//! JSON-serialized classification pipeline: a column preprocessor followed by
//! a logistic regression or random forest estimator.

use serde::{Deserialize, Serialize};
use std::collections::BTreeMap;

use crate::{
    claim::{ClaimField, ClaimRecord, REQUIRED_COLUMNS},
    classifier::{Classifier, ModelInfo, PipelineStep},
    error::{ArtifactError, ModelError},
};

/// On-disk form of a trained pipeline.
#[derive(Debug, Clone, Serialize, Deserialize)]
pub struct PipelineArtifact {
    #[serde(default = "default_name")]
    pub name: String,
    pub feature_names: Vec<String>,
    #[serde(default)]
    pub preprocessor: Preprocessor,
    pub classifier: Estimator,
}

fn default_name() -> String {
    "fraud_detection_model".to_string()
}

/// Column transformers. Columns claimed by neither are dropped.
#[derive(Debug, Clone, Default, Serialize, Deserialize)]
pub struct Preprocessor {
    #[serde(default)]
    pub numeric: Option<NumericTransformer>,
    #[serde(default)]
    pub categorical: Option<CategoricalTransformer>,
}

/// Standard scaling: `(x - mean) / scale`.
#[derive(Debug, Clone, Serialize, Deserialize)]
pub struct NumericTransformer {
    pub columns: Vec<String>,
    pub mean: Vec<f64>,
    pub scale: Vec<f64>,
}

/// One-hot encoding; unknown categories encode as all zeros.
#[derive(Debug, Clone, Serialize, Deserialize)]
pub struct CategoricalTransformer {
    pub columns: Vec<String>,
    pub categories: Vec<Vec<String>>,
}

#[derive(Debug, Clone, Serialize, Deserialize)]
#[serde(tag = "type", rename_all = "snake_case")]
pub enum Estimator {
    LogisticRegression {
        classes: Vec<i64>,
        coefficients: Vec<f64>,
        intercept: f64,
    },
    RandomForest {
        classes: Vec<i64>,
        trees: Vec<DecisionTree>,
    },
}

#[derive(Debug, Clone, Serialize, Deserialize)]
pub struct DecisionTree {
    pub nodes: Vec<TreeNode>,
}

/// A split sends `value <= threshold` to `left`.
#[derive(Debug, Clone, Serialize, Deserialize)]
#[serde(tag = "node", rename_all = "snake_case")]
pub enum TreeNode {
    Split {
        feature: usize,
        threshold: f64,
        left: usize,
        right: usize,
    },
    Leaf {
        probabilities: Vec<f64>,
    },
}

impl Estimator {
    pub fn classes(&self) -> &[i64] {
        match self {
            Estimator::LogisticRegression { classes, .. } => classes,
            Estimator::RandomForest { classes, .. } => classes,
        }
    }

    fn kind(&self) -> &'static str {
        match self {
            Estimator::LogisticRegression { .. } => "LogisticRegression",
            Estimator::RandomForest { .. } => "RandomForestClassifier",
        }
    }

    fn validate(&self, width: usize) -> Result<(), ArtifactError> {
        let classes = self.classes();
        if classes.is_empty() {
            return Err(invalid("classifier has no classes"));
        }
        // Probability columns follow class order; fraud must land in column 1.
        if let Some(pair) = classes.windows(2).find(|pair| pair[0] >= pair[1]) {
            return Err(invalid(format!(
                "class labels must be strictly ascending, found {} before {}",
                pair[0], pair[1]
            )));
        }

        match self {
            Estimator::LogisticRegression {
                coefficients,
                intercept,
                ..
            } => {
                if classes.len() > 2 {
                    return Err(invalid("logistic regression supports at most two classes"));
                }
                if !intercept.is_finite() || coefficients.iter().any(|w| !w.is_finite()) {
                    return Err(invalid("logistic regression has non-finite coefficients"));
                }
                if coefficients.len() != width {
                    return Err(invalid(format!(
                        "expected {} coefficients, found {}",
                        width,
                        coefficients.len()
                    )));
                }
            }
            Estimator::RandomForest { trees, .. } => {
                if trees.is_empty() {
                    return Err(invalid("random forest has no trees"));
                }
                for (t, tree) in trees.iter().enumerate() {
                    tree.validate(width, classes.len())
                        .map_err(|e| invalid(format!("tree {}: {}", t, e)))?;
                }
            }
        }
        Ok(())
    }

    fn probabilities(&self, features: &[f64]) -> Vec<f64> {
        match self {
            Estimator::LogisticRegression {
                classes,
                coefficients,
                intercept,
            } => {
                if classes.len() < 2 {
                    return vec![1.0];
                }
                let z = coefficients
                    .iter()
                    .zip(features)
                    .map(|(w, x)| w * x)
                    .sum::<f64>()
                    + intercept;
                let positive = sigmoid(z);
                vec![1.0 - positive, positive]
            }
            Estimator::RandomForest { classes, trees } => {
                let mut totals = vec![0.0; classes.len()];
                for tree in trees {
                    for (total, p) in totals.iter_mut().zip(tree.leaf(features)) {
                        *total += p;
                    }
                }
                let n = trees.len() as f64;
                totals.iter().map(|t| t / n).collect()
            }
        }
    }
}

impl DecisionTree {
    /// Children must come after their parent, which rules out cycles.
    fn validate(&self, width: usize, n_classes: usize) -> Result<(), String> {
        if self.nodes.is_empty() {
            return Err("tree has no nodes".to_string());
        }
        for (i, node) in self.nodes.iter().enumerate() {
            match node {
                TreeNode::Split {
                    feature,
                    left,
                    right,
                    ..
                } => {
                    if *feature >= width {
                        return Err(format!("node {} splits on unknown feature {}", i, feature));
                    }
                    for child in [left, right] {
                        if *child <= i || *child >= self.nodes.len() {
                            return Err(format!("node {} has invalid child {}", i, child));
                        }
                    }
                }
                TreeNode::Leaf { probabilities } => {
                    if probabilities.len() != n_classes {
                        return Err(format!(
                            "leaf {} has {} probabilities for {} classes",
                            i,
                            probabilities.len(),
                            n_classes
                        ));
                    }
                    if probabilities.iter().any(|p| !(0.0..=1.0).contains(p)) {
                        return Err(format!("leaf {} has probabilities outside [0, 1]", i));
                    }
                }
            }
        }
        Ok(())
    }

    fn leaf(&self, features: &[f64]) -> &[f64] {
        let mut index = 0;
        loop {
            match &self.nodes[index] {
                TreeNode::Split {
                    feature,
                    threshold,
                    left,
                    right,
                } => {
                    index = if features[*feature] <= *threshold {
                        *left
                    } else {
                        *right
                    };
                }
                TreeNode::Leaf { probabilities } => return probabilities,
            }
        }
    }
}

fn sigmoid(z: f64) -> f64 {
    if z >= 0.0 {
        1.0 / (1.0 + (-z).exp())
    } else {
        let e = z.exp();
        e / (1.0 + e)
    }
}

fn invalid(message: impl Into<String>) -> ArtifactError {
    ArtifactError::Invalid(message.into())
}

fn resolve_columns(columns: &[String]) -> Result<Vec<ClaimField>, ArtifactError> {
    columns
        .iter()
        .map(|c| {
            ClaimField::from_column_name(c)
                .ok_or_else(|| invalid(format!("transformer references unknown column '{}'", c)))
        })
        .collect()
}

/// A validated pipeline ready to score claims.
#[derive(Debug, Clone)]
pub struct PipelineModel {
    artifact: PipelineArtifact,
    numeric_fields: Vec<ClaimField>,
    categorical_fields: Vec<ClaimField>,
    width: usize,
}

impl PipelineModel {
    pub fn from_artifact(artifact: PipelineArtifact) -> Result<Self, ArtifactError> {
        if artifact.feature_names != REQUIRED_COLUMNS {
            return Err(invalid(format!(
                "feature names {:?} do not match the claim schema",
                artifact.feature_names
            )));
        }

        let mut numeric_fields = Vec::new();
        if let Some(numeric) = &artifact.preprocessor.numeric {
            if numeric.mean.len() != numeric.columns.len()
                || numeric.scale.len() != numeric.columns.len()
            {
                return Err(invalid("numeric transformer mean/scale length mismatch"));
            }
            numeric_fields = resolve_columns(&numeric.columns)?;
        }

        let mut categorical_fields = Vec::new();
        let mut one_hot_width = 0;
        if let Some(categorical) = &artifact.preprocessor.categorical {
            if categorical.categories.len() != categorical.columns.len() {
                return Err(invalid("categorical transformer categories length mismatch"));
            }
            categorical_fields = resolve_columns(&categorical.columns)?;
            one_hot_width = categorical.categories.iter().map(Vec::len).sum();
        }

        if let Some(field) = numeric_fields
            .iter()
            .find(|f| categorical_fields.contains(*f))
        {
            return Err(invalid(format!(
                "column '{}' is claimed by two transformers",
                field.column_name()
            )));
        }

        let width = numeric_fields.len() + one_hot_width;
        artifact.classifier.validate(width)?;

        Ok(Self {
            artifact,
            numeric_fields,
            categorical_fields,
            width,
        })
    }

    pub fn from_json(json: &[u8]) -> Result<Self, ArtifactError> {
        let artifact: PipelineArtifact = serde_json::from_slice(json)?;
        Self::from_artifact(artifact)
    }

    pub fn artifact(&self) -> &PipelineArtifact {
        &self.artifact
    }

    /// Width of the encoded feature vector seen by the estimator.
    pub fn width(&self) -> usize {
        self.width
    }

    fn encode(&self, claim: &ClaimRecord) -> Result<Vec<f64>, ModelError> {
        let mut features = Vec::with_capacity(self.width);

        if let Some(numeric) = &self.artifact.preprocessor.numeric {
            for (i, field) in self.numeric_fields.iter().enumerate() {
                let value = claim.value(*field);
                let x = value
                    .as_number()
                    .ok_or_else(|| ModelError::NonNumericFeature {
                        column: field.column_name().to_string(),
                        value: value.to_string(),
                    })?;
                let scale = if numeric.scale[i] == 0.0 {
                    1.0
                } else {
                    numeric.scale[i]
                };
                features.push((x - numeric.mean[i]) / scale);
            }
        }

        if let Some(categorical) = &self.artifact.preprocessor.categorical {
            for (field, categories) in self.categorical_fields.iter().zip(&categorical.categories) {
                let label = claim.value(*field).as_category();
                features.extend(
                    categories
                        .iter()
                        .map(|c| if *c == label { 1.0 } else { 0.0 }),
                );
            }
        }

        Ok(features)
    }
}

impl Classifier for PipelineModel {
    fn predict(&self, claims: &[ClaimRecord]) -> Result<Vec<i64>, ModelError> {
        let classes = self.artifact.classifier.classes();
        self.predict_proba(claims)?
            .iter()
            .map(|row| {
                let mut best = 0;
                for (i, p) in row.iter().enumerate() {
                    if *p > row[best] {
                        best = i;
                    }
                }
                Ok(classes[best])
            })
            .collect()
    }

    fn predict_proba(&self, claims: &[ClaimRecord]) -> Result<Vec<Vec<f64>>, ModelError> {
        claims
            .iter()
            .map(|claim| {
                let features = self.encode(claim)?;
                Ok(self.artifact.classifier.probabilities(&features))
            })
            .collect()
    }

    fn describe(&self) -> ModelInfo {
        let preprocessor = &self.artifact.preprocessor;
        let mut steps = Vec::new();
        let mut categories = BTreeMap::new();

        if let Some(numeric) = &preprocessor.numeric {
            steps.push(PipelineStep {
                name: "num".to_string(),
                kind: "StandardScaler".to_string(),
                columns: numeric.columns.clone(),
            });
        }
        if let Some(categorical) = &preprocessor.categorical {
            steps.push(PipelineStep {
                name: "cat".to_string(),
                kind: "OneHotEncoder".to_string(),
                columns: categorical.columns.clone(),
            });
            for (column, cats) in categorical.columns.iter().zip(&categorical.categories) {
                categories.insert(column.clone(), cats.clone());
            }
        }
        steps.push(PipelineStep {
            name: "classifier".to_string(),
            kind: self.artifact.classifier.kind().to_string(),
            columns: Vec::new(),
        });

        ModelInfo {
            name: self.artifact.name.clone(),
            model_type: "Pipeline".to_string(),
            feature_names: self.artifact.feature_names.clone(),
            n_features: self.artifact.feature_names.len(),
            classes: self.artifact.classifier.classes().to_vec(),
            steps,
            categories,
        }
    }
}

________________________________________

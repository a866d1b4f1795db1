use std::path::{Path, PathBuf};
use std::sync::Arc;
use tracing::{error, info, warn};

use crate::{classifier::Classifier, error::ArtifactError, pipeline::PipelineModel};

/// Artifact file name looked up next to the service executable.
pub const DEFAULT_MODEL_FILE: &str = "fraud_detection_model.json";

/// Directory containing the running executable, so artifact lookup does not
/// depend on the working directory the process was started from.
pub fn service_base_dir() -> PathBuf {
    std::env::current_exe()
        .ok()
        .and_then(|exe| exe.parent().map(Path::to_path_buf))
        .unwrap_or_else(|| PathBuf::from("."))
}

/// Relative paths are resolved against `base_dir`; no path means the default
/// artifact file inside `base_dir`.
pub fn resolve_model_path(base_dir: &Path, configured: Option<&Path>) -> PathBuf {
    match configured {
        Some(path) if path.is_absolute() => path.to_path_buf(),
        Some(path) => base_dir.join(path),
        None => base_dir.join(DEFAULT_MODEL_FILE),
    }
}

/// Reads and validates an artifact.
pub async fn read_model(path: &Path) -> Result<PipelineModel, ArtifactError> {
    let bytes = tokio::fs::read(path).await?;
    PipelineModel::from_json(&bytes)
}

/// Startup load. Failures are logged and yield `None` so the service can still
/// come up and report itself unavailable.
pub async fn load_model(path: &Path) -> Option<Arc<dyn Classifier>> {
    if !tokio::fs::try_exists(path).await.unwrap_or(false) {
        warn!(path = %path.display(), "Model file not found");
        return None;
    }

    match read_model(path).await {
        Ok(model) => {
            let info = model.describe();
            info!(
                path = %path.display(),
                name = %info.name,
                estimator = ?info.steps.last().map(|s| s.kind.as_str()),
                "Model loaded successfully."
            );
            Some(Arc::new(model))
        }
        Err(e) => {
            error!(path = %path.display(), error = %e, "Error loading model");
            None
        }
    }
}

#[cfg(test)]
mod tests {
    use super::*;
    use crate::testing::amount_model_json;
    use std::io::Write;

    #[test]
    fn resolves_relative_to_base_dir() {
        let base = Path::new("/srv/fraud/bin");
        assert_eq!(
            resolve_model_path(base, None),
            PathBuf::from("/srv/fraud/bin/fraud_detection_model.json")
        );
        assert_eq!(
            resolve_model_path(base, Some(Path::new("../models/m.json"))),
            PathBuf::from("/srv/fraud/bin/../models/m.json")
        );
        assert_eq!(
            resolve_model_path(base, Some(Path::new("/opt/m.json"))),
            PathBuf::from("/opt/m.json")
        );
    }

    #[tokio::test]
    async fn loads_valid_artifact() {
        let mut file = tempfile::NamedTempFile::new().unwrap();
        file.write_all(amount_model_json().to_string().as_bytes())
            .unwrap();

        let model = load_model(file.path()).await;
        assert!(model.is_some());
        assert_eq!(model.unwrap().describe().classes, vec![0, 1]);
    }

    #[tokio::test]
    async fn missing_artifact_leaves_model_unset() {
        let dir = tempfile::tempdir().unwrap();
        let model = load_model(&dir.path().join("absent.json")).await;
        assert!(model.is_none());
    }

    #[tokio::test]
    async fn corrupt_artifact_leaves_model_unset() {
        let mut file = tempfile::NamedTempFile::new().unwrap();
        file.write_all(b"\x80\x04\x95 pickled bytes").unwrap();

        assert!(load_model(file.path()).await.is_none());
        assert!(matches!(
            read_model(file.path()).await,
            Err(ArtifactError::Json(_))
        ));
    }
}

________________________________________

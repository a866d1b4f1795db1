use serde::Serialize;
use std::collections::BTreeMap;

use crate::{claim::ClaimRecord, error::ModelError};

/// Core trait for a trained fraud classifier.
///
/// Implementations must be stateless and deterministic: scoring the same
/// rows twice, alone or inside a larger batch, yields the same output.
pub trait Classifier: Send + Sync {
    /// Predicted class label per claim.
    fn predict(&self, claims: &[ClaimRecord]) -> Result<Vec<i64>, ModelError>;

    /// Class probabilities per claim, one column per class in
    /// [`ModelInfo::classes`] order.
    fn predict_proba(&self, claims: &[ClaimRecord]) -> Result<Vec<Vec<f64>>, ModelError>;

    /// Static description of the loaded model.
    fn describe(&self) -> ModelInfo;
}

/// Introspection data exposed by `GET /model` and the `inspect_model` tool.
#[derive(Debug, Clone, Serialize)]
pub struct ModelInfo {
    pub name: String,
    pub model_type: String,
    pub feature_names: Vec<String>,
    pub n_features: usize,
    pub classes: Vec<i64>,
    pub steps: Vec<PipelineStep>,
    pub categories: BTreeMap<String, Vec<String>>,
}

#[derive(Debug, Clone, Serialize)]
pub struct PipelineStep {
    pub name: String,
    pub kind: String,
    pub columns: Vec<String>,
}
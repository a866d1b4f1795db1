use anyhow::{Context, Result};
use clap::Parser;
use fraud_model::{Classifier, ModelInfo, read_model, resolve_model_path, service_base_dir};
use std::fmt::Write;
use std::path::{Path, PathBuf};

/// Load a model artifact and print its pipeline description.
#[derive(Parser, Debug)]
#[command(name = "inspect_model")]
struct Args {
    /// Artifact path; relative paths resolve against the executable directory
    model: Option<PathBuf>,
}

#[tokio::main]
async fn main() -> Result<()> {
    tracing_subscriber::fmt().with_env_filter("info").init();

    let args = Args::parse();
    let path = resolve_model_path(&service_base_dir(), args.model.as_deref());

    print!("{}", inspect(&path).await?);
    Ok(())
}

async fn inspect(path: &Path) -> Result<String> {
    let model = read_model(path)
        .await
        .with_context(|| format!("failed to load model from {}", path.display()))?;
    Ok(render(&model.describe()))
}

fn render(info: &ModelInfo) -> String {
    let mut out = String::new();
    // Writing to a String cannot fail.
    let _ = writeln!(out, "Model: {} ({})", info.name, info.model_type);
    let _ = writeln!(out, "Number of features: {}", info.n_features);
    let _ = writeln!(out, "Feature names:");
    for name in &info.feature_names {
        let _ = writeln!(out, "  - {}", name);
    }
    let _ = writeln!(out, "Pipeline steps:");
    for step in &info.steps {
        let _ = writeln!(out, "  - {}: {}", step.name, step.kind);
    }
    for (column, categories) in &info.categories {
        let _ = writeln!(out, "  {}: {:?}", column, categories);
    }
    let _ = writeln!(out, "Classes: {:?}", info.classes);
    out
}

________________________________________

Your task: Which lines of the data include the string "order"? Find them and copy each one.

Written response:
        // Probability columns follow class order; fraud must land in column 1.
    /// [`ModelInfo::classes`] order.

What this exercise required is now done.